--- Given records Enclosed Below ---

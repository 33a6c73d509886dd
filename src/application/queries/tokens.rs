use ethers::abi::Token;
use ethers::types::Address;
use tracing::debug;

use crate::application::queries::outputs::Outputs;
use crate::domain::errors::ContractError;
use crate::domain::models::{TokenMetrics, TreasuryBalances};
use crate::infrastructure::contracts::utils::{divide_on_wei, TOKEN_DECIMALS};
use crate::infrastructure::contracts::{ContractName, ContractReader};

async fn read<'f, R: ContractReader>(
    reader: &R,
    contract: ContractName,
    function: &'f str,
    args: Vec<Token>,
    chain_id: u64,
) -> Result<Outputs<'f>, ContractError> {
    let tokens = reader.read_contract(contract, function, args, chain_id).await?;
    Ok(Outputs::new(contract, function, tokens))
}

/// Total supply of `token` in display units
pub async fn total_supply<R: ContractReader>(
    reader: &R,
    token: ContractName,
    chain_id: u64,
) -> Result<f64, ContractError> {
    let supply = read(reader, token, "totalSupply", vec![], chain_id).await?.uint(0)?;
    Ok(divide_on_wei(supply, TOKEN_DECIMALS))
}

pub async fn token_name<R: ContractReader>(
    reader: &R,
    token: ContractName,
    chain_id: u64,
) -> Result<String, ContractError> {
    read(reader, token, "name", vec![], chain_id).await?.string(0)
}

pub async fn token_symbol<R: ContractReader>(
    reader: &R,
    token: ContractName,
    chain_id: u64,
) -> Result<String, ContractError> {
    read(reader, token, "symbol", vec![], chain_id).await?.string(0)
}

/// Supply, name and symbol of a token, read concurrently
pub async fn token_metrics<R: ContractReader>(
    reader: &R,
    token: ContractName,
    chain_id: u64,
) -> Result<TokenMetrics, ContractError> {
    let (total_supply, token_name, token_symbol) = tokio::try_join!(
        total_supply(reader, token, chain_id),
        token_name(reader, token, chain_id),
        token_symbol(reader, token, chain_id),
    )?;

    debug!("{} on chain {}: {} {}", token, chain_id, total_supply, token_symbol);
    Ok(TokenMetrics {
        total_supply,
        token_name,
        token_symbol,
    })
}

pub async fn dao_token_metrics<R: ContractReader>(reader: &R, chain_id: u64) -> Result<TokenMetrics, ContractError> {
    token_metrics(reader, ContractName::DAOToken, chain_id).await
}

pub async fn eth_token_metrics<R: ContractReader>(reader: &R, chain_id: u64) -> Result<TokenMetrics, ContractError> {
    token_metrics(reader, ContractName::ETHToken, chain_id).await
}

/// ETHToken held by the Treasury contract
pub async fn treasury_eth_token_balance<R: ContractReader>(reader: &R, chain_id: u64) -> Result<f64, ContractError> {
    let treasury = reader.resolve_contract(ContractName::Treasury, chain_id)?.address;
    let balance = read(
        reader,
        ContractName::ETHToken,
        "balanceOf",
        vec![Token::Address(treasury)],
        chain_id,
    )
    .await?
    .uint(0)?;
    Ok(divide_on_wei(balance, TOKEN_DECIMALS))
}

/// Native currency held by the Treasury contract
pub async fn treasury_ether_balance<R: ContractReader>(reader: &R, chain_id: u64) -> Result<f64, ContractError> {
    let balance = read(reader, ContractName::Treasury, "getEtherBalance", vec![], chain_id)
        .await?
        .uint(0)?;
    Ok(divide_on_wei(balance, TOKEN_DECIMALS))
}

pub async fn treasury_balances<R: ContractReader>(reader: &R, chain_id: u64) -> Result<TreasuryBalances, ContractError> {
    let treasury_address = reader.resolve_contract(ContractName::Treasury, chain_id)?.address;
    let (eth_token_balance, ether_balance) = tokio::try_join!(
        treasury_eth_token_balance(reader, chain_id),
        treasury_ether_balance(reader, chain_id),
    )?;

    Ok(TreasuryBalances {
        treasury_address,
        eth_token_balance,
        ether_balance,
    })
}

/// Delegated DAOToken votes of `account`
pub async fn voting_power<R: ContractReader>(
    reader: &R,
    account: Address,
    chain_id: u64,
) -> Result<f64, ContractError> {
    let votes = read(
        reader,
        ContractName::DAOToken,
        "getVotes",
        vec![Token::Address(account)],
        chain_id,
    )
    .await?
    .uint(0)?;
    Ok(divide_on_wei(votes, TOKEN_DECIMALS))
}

--- End of Enclosed Given records ---

Description of the task ▸ Pull every line containing the string "domain" out of the data above and copy it.

Problem solution ▸
use crate::domain::errors::ContractError;
use crate::domain::models::{TokenMetrics, TreasuryBalances};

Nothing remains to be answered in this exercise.